*SOURCE DATA*
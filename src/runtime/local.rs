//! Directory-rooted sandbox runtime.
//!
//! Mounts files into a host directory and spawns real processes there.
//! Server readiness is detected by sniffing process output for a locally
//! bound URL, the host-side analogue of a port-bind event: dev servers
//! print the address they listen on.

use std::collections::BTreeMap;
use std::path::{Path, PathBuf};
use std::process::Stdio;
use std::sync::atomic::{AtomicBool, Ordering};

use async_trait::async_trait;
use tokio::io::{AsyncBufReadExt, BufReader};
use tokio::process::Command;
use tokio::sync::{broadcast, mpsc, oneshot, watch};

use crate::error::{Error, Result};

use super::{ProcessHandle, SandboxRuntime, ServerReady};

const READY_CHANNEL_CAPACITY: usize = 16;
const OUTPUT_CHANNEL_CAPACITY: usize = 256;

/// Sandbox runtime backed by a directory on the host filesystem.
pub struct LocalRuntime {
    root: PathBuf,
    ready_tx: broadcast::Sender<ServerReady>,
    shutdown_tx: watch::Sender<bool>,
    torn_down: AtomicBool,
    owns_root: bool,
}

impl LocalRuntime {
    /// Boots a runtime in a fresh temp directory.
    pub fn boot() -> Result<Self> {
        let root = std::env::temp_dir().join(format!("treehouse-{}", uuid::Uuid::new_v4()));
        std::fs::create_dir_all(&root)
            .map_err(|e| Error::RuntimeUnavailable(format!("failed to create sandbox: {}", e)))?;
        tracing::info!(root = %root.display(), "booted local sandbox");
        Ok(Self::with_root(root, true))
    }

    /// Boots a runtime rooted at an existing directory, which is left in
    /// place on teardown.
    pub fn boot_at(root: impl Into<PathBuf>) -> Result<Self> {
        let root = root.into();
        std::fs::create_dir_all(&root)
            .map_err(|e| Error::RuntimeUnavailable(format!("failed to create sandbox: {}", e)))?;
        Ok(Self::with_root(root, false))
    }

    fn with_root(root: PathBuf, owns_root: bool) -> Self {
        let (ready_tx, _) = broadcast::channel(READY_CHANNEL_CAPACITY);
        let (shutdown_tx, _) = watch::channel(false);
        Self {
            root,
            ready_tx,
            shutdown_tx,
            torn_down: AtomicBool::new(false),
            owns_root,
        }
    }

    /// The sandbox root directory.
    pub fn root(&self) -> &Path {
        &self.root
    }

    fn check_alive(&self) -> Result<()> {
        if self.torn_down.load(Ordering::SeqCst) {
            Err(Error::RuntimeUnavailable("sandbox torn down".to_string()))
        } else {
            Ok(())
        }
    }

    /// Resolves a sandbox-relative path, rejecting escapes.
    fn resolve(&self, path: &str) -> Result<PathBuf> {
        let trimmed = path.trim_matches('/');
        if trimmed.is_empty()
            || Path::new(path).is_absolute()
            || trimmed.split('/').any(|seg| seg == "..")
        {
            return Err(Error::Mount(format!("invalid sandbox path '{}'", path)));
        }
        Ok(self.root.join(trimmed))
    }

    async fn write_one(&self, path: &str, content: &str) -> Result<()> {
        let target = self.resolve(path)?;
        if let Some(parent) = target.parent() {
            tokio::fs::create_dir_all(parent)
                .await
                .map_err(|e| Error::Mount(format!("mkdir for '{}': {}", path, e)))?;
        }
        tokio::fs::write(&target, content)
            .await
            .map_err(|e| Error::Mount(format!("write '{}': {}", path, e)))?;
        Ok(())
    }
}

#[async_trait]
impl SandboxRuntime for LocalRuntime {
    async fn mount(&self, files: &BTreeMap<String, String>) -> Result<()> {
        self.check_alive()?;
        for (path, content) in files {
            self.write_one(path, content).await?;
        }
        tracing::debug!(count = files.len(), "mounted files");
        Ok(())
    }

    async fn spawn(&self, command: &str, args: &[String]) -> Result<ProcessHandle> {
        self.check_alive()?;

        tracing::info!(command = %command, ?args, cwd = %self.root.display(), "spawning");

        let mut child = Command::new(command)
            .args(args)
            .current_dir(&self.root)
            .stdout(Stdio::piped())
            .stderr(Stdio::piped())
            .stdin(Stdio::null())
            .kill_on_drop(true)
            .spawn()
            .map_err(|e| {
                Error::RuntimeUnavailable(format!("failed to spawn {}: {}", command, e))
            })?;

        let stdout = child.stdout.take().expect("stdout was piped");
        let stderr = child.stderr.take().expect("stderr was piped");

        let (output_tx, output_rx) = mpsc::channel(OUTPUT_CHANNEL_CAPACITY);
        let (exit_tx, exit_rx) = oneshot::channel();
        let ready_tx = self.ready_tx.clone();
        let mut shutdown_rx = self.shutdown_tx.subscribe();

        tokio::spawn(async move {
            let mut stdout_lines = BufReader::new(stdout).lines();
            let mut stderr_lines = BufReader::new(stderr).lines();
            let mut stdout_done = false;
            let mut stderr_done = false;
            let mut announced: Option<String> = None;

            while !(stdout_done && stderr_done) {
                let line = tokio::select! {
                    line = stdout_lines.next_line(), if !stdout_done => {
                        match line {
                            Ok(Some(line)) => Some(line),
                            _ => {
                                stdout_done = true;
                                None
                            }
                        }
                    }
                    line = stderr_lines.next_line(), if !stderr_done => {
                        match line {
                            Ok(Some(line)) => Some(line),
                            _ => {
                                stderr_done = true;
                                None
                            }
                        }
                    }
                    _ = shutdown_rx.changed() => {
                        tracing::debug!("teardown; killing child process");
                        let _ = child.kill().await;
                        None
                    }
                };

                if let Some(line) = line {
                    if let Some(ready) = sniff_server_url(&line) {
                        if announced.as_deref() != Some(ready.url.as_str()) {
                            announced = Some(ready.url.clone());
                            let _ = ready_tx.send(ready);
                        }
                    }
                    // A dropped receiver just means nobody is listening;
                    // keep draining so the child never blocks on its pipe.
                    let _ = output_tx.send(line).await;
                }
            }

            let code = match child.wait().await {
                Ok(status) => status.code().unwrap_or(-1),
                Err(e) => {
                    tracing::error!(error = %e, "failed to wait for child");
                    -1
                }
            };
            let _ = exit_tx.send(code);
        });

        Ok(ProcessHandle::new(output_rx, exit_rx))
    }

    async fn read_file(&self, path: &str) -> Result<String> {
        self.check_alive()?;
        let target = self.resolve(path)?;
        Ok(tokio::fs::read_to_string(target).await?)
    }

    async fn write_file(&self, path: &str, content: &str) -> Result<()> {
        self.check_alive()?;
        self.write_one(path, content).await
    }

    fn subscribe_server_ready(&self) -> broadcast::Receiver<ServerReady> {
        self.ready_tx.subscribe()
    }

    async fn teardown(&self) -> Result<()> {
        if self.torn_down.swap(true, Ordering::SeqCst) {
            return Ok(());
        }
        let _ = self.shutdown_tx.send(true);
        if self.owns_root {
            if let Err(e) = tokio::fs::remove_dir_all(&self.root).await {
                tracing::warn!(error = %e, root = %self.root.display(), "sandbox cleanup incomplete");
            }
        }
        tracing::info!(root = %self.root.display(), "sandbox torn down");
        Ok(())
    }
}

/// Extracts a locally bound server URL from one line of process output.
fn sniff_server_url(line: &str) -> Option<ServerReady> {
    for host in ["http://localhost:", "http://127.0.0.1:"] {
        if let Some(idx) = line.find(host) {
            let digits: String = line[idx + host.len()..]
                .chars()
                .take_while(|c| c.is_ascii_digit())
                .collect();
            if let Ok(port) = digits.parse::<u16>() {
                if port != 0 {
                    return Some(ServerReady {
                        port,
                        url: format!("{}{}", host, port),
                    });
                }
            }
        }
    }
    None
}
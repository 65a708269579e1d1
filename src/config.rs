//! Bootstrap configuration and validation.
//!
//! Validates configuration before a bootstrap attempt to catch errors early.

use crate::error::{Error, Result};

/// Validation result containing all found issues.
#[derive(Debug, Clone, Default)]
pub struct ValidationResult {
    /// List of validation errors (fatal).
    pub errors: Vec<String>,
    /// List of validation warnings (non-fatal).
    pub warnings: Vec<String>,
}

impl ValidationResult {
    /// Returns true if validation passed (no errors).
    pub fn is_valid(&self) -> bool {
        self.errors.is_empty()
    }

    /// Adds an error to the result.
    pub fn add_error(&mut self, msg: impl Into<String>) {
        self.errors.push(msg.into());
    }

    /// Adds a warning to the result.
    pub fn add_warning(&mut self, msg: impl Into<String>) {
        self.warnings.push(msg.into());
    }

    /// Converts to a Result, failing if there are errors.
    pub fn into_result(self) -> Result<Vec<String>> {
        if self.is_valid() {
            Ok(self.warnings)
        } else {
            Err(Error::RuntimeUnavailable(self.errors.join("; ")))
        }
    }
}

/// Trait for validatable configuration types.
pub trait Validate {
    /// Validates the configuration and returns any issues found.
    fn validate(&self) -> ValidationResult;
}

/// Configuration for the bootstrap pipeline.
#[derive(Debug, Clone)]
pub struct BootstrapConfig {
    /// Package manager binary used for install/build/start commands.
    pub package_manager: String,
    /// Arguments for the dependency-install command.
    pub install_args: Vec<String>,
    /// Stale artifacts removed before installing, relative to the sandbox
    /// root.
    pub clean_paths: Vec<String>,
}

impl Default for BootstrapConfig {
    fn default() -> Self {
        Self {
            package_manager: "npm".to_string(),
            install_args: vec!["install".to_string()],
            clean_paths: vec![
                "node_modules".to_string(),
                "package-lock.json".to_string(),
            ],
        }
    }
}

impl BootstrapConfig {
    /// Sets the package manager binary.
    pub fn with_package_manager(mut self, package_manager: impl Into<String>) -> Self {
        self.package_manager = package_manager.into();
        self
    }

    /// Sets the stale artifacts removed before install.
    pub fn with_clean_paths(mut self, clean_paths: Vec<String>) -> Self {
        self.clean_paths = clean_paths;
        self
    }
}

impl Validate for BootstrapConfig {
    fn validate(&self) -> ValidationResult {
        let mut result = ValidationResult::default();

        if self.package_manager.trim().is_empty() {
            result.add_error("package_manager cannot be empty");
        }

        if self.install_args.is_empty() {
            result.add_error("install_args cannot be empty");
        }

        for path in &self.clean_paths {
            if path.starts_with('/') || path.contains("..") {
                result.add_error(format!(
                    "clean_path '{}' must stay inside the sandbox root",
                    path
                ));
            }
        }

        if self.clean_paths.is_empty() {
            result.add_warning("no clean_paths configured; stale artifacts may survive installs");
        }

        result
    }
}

*WHAT THE TASK ASKS*
Return, exactly, the lines from the first line of the records above to the line containing "event: dev servers", both included.

*FINAL ANSWER*
filename src/runtime/local.rs
//! Directory-rooted sandbox runtime.
//!
//! Mounts files into a host directory and spawns real processes there.
//! Server readiness is detected by sniffing process output for a locally
//! bound URL, the host-side analogue of a port-bind event: dev servers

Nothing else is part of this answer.